Does the universe embody beautiful ideas?

Artists as well as scientists throughout human history have pondered this "beautiful question". With Nobel laureate Frank Wilczek as your guide, embark on a voyage of related discoveries, from Plato and Pythagoras up to the present. Wilczek's groundbreaking work in quantum physics was inspired by his intuition to look for a deeper order of beauty in nature. In fact, every major advance in his career came from this intuition: to assume that the universe embodies beautiful forms, forms whose hallmarks are symmetry - harmony, balance, proportion - and economy. There are other meanings of "beauty", but this is the deep logic of the universe - and it is no accident that it is also at the heart of what we find aesthetically pleasing and inspiring.

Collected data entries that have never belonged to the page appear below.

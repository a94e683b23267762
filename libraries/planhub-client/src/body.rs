//! Request-body compaction.
//!
//! Outgoing records are serialized to JSON and then stripped of every member
//! that is `null`, `""`, `[]` or `{}`. `false` and `0` are kept.

use serde::Serialize;
use serde_json::{Map, Value};

/// Serialize `record` to JSON and drop its empty members.
pub fn to_compact_json<T: Serialize + ?Sized>(record: &T) -> serde_json::Result<Value> {
    Ok(compact(serde_json::to_value(record)?))
}

/// Remove empty members from objects, recursing through nested objects and
/// arrays. A top-level array compacts each element but keeps its length.
pub fn compact(value: Value) -> Value {
    match value {
        Value::Object(map) => Value::Object(compact_object(map)),
        Value::Array(items) => Value::Array(items.into_iter().map(compact).collect()),
        other => other,
    }
}

fn compact_object(map: Map<String, Value>) -> Map<String, Value> {
    map.into_iter()
        .filter_map(|(key, value)| {
            let value = compact(value);
            (!is_empty(&value)).then_some((key, value))
        })
        .collect()
}

fn is_empty(value: &Value) -> bool {
    match value {
        Value::Null => true,
        Value::String(s) => s.is_empty(),
        Value::Array(items) => items.is_empty(),
        Value::Object(map) => map.is_empty(),
        Value::Bool(_) | Value::Number(_) => false,
    }
}

#[cfg(test)]
mod tests {
    use super::*;
    use serde_json::json;

    #[derive(Serialize)]
    #[serde(rename_all = "camelCase")]
    struct Draft {
        name: String,
        description: Option<String>,
        tags: Vec<String>,
        archived: bool,
        priority: i32,
        owner_id: String,
    }

    #[test]
    fn test_drops_null_and_empty_members() {
        let draft = Draft {
            name: "Roadmap".to_string(),
            description: None,
            tags: Vec::new(),
            archived: false,
            priority: 0,
            owner_id: String::new(),
        };

        let body = to_compact_json(&draft).unwrap();
        assert_eq!(
            body,
            json!({ "name": "Roadmap", "archived": false, "priority": 0 })
        );
    }

    #[test]
    fn test_nested_objects_collapse() {
        let body = compact(json!({
            "name": "Q3",
            "settings": { "color": null, "labels": [] },
            "members": [{ "id": "u1", "role": "" }]
        }));

        assert_eq!(
            body,
            json!({ "name": "Q3", "members": [{ "id": "u1" }] })
        );
    }

    #[test]
    fn test_sequence_body_compacts_each_record() {
        let body = compact(json!([
            { "title": "a", "notes": null },
            { "title": "b", "notes": "keep" }
        ]));

        assert_eq!(
            body,
            json!([{ "title": "a" }, { "title": "b", "notes": "keep" }])
        );
    }
}
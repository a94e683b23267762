//! Project operations.

use super::{segment, ListOptions, API_PREFIX};
use crate::client::PlanhubClient;
use crate::envelope::{ApiResult, Empty, RawBytes, Record, Sequence};
use crate::error::Result;
use crate::transport::ApiRequest;
use crate::types::{Project, ProjectInput};
use bytes::Bytes;

/// Project client for the Planhub API.
pub struct ProjectsClient<'a> {
    client: &'a PlanhubClient,
}

impl<'a> ProjectsClient<'a> {
    pub(crate) fn new(client: &'a PlanhubClient) -> Self {
        Self { client }
    }

    pub async fn list(&self, options: &ListOptions) -> Result<ApiResult<Vec<Project>>> {
        let request = ApiRequest::get(format!("{}/projects", API_PREFIX)).query(options.to_query());
        self.client.execute::<Sequence<Project>>(request).await
    }

    pub async fn get(&self, project_id: &str) -> Result<ApiResult<Project>> {
        let request = ApiRequest::get(format!("{}/projects/{}", API_PREFIX, segment(project_id)?));
        self.client.execute::<Record<Project>>(request).await
    }

    pub async fn create(&self, input: &ProjectInput) -> Result<ApiResult<Project>> {
        let request = ApiRequest::post(format!("{}/projects", API_PREFIX)).json(input)?;
        self.client.execute::<Record<Project>>(request).await
    }

    pub async fn update(
        &self,
        project_id: &str,
        input: &ProjectInput,
    ) -> Result<ApiResult<Project>> {
        let path = format!("{}/projects/{}", API_PREFIX, segment(project_id)?);
        let request = ApiRequest::put(path).json(input)?;
        self.client.execute::<Record<Project>>(request).await
    }

    pub async fn delete(&self, project_id: &str) -> Result<ApiResult<()>> {
        let path = format!("{}/projects/{}", API_PREFIX, segment(project_id)?);
        self.client.execute::<Empty>(ApiRequest::delete(path)).await
    }

    /// Export a project (tasks, comments, attachment metadata) as CSV bytes.
    pub async fn export(&self, project_id: &str) -> Result<ApiResult<Bytes>> {
        let path = format!("{}/projects/{}/export", API_PREFIX, segment(project_id)?);
        self.client.execute::<RawBytes>(ApiRequest::get(path)).await
    }
}
//! Task comment operations.

use super::{segment, ListOptions, API_PREFIX};
use crate::client::PlanhubClient;
use crate::envelope::{ApiResult, Empty, Record, Sequence};
use crate::error::Result;
use crate::transport::ApiRequest;
use crate::types::{Comment, CommentInput};

/// Comment client for the Planhub API.
pub struct CommentsClient<'a> {
    client: &'a PlanhubClient,
}

impl<'a> CommentsClient<'a> {
    pub(crate) fn new(client: &'a PlanhubClient) -> Self {
        Self { client }
    }

    pub async fn list(
        &self,
        task_id: &str,
        options: &ListOptions,
    ) -> Result<ApiResult<Vec<Comment>>> {
        let path = format!("{}/tasks/{}/comments", API_PREFIX, segment(task_id)?);
        let request = ApiRequest::get(path).query(options.to_query());
        self.client.execute::<Sequence<Comment>>(request).await
    }

    pub async fn create(&self, task_id: &str, input: &CommentInput) -> Result<ApiResult<Comment>> {
        let path = format!("{}/tasks/{}/comments", API_PREFIX, segment(task_id)?);
        let request = ApiRequest::post(path).json(input)?;
        self.client.execute::<Record<Comment>>(request).await
    }

    pub async fn delete(&self, comment_id: &str) -> Result<ApiResult<()>> {
        let path = format!("{}/comments/{}", API_PREFIX, segment(comment_id)?);
        self.client.execute::<Empty>(ApiRequest::delete(path)).await
    }
}
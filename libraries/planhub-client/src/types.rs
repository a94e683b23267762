//! Types for Planhub API requests and responses.
//!
//! Response records tolerate missing optional fields and ignore unknown ones.
//! Input records are sent through body compaction, so `None` and empty fields
//! never reach the wire.

use chrono::{DateTime, Utc};
use serde::{Deserialize, Serialize};

// =============================================================================
// Server Info Types
// =============================================================================

/// Information about the Planhub deployment.
#[derive(Debug, Clone, PartialEq, Deserialize, Serialize)]
#[serde(rename_all = "camelCase")]
pub struct ServerInfo {
    pub name: String,
    pub version: String,
    #[serde(default)]
    pub region: Option<String>,
}

// =============================================================================
// Authentication Types
// =============================================================================

/// Request body for issuing an access token.
#[derive(Debug, Clone, Default, Serialize)]
#[serde(rename_all = "camelCase")]
pub struct TokenRequest {
    pub client_id: String,
    pub client_secret: String,
    pub scopes: Vec<String>,
}

/// An issued access token.
#[derive(Debug, Clone, PartialEq, Deserialize)]
#[serde(rename_all = "camelCase")]
pub struct AccessToken {
    pub id: String,
    pub token: String,
    #[serde(default)]
    pub expires_at: Option<DateTime<Utc>>,
    #[serde(default)]
    pub scopes: Vec<String>,
}

// =============================================================================
// User Types
// =============================================================================

/// A Planhub user.
#[derive(Debug, Clone, PartialEq, Deserialize, Serialize)]
#[serde(rename_all = "camelCase")]
pub struct User {
    pub id: String,
    pub display_name: String,
    #[serde(default)]
    pub email: Option<String>,
    #[serde(default)]
    pub is_active: bool,
}

// =============================================================================
// Project Types
// =============================================================================

/// A project as returned by the server.
#[derive(Debug, Clone, PartialEq, Deserialize, Serialize)]
#[serde(rename_all = "camelCase")]
pub struct Project {
    pub id: String,
    pub name: String,
    #[serde(default)]
    pub key: Option<String>,
    #[serde(default)]
    pub description: Option<String>,
    #[serde(default)]
    pub owner_id: Option<String>,
    #[serde(default)]
    pub archived: bool,
    #[serde(default)]
    pub created_at: Option<DateTime<Utc>>,
    #[serde(default)]
    pub updated_at: Option<DateTime<Utc>>,
}

/// Fields for creating or updating a project.
#[derive(Debug, Clone, Default, PartialEq, Deserialize, Serialize)]
#[serde(rename_all = "camelCase")]
pub struct ProjectInput {
    pub name: Option<String>,
    pub key: Option<String>,
    pub description: Option<String>,
    pub owner_id: Option<String>,
    pub archived: Option<bool>,
}

// =============================================================================
// Task Types
// =============================================================================

/// Workflow state of a task.
#[derive(Debug, Clone, Copy, PartialEq, Eq, Deserialize, Serialize)]
#[serde(rename_all = "camelCase")]
pub enum TaskStatus {
    Open,
    InProgress,
    Blocked,
    Done,
}

impl TaskStatus {
    pub fn as_str(self) -> &'static str {
        match self {
            TaskStatus::Open => "open",
            TaskStatus::InProgress => "inProgress",
            TaskStatus::Blocked => "blocked",
            TaskStatus::Done => "done",
        }
    }
}

/// A task as returned by the server.
#[derive(Debug, Clone, PartialEq, Deserialize, Serialize)]
#[serde(rename_all = "camelCase")]
pub struct Task {
    pub id: String,
    pub project_id: String,
    pub title: String,
    #[serde(default)]
    pub description: Option<String>,
    #[serde(default)]
    pub status: Option<TaskStatus>,
    #[serde(default)]
    pub assignee_id: Option<String>,
    #[serde(default)]
    pub priority: Option<i32>,
    #[serde(default)]
    pub tags: Vec<String>,
    #[serde(default)]
    pub due_date: Option<DateTime<Utc>>,
    #[serde(default)]
    pub created_at: Option<DateTime<Utc>>,
}

/// Fields for creating or updating a task.
#[derive(Debug, Clone, Default, PartialEq, Deserialize, Serialize)]
#[serde(rename_all = "camelCase")]
pub struct TaskInput {
    pub title: Option<String>,
    pub description: Option<String>,
    pub status: Option<TaskStatus>,
    pub assignee_id: Option<String>,
    pub priority: Option<i32>,
    pub tags: Vec<String>,
    pub due_date: Option<DateTime<Utc>>,
}

// =============================================================================
// Comment Types
// =============================================================================

/// A comment on a task.
#[derive(Debug, Clone, PartialEq, Deserialize, Serialize)]
#[serde(rename_all = "camelCase")]
pub struct Comment {
    pub id: String,
    pub task_id: String,
    pub body: String,
    #[serde(default)]
    pub author_id: Option<String>,
    #[serde(default)]
    pub created_at: Option<DateTime<Utc>>,
}

/// Request body for posting a comment.
#[derive(Debug, Clone, Default, PartialEq, Serialize)]
#[serde(rename_all = "camelCase")]
pub struct CommentInput {
    pub body: String,
    pub mentions: Vec<String>,
}

// =============================================================================
// Attachment Types
// =============================================================================

/// File metadata for an attachment. The content itself is fetched with
/// `AttachmentsClient::download`.
#[derive(Debug, Clone, PartialEq, Deserialize, Serialize)]
#[serde(rename_all = "camelCase")]
pub struct Attachment {
    pub id: String,
    pub task_id: String,
    pub file_name: String,
    #[serde(default)]
    pub content_type: Option<String>,
    #[serde(default)]
    pub size: u64,
    #[serde(default)]
    pub uploaded_at: Option<DateTime<Utc>>,
}
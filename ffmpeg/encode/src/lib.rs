/*!
    Codec negotiation and encoding for the ffmpeg media writing crates.

    This crate turns raw frames into compressed packets. Opening an encoder
    is a negotiation: the requested profile or codec is mapped to a list of
    candidate encoders, and pixel format, sample format, channel layout and
    sample rate are resolved against what the chosen encoder declares.
    Every fallback taken along the way is recorded as a
    [`NegotiationWarning`] on the resolved stream config.

    # Video Encoding

    ```ignore
    use ffmpeg_encode::{Encoder, VideoEncoder, VideoEncoderConfig, VideoProfile};
    use ffmpeg_types::Rational;

    let config = VideoEncoderConfig::new(VideoProfile::ProResHq, 1920, 1080, Rational::new(24, 1));
    let (mut encoder, resolved) = VideoEncoder::open(&config)?;

    // Frames must already be in resolved.pixel_format
    let packets = encoder.push(Some(&frame))?;

    // Flush remaining packets
    let final_packets = encoder.push(None)?;
    ```

    # Audio Encoding

    ```ignore
    use ffmpeg_encode::{AudioEncoder, AudioEncoderConfig};
    use ffmpeg_types::{AudioInfo, ContainerFormat, SampleFormat};

    let config = AudioEncoderConfig::new(AudioInfo::new(2, SampleFormat::F32, 48000))
        .with_container(ContainerFormat::Mov);
    let (mut encoder, resolved) = AudioEncoder::open(&config)?;
    ```

    Frames handed to an audio encoder must match the resolved sample format,
    layout and rate, and hold exactly `frame_size` samples unless the
    encoder accepts any size. Use `ffmpeg-transform` to get there.

    # Hardware Encoding

    With [`VideoEncoderConfig::with_hw_accel`] the platform's hardware
    encoders (VideoToolbox, NVENC, Quick Sync, VA-API, AMF) are tried
    before the software ones. They are looked up by name at runtime, so no
    build features are involved.
*/

pub mod caps;
pub mod hdr;
pub mod negotiate;
pub mod preset;

mod audio;
mod config;
mod encoder;
mod video;

pub use audio::AudioEncoder;
pub use config::{
    AudioEncoderConfig, ColorOverrides, HwEncoder, Platform, VideoEncoderConfig, VideoProfile,
};
pub use encoder::Encoder;
pub use negotiate::{AudioStreamConfig, ColorSettings, NegotiationWarning, VideoStreamConfig};
pub use video::VideoEncoder;
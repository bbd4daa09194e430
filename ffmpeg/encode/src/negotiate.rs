/*!
    Codec and format negotiation.

    Everything in this module is a pure function of the request and of the
    capabilities an encoder declares, so the fallback rules can be tested
    without opening codecs. [`crate::caps`] reads the declared capabilities
    from FFmpeg; the encoders in [`crate::video`] and [`crate::audio`] feed
    them through these rules.
*/

use std::fmt;

use tracing::{info, warn};

use ffmpeg_types::{
    AudioInfo, ChannelLayout, Chroma, CodecId, ColorFamily, ColorPrimaries, ColorRange, ColorSpace,
    ColorTransfer, ContainerFormat, Error, PixelFormat, Rational, RationalTime, Result,
    SampleFormat,
};

use crate::config::{ColorOverrides, HwEncoder, Platform, VideoProfile};

/**
    One way of obtaining an encoder, tried in priority order.
*/
#[derive(Clone, Copy, Debug, PartialEq, Eq)]
pub enum Candidate {
    /// Platform hardware encoder, looked up by name.
    Hardware {
        name: &'static str,
        backend: HwEncoder,
    },
    /// Software encoder, looked up by name.
    Software(&'static str),
    /// Whatever encoder FFmpeg registers for the codec id.
    Codec(CodecId),
}

impl Candidate {
    pub fn name(&self) -> &'static str {
        match self {
            Self::Hardware { name, .. } => *name,
            Self::Software(name) => *name,
            Self::Codec(id) => id.name(),
        }
    }

    pub fn is_hardware(&self) -> bool {
        matches!(self, Self::Hardware { .. })
    }
}

impl fmt::Display for Candidate {
    fn fmt(&self, f: &mut fmt::Formatter<'_>) -> fmt::Result {
        match self {
            Self::Codec(id) => write!(f, "{} (by id)", id.name()),
            other => f.write_str(other.name()),
        }
    }
}
/*!
    Error types shared by the media writing crates.
*/

use thiserror::Error;

/**
    Error type for the media writing crates.
*/
#[derive(Debug, Error)]
pub enum Error {
    /// I/O error (unwritable path, missing preset file, etc.)
    #[error("I/O error: {0}")]
    Io(#[from] std::io::Error),
    /// Codec error (encoder rejected a frame, packet retrieval failed)
    #[error("codec error: {message}")]
    Codec { message: String },
    /// Invalid data (buffer sizes that do not match their description)
    #[error("invalid data: {message}")]
    InvalidData { message: String },
    /// Unsupported format (valid but not handled)
    #[error("unsupported format: {message}")]
    UnsupportedFormat { message: String },
    /// Configuration that cannot be satisfied after all fallbacks
    #[error("configuration error: {message}")]
    Config { message: String },
    /// End of stream (control flow for the encoder drain loop)
    #[error("end of stream")]
    Eof,
}

impl Error {
    /**
        Create a codec error with the given message.
    */
    pub fn codec(message: impl Into<String>) -> Self {
        Self::Codec {
            message: message.into(),
        }
    }

    /**
        Create an invalid data error with the given message.
    */
    pub fn invalid_data(message: impl Into<String>) -> Self {
        Self::InvalidData {
            message: message.into(),
        }
    }

    /**
        Create an unsupported format error with the given message.
    */
    pub fn unsupported_format(message: impl Into<String>) -> Self {
        Self::UnsupportedFormat {
            message: message.into(),
        }
    }

    /**
        Create a configuration error with the given message.
    */
    pub fn config(message: impl Into<String>) -> Self {
        Self::Config {
            message: message.into(),
        }
    }

    /**
        Returns true if this is an EOF error.
    */
    pub fn is_eof(&self) -> bool {
        matches!(self, Self::Eof)
    }

    /**
        Returns true if this error was raised while configuring, as opposed
        to while processing data.
    */
    pub fn is_config(&self) -> bool {
        matches!(self, Self::Config { .. })
    }
}

/**
    Result type alias for the media writing crates.
*/
pub type Result<T> = std::result::Result<T, Error>;

#[cfg(test)]
mod tests {
    use super::*;
    use std::error::Error as StdError;

    #[test]
    fn error_display() {
        let e = Error::codec("send_frame rejected");
        assert_eq!(format!("{e}"), "codec error: send_frame rejected");

        let e = Error::invalid_data("short buffer");
        assert_eq!(format!("{e}"), "invalid data: short buffer");

        let e = Error::unsupported_format("yuv420p cannot be flipped");
        assert_eq!(format!("{e}"), "unsupported format: yuv420p cannot be flipped");

        let e = Error::config("no streams");
        assert_eq!(format!("{e}"), "configuration error: no streams");

        assert_eq!(format!("{}", Error::Eof), "end of stream");
    }

    #[test]
    fn error_from_io_keeps_source() {
        let io_err = std::io::Error::new(std::io::ErrorKind::NotFound, "preset missing");
        let e: Error = io_err.into();
        assert!(matches!(e, Error::Io(_)));
        assert!(format!("{e}").contains("preset missing"));
        assert!(StdError::source(&e).is_some());
        assert!(StdError::source(&Error::Eof).is_none());
    }

    #[test]
    fn error_kinds() {
        assert!(Error::Eof.is_eof());
        assert!(!Error::codec("x").is_eof());
        assert!(Error::config("x").is_config());
        assert!(!Error::invalid_data("x").is_config());
    }
}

Wilczek is hardly alone among great scientists in charting his course using beauty as his compass. As he reveals in A Beautiful Question, this has been the heart of scientific pursuit from Pythagoras, the ancient Greek who was the first to argue that "all things are number", to Galileo, Newton, Maxwell, Einstein, and into the deep waters of 20th century physics. Though the ancients weren't right about everything, their ardent belief in the music of the spheres has proved true down to the quantum level. Indeed, Wilczek explores just how intertwined our ideas about beauty and art are with our scientific understanding of the cosmos.

Wilczek brings us right to the edge of knowledge today, where the core insights of even the craziest quantum ideas apply principles we all understand. The equations for atoms and light are almost literally the same equations that govern musical instruments and sound; the subatomic particles that are responsible for most of our mass are determined by simple geometric symmetries. The universe itself, suggests Wilczek, seems to want to embody beautiful and elegant forms.

PLEASE NOTE: When you purchase this title, the accompanying PDF will be available in your Audible Library along with the audio.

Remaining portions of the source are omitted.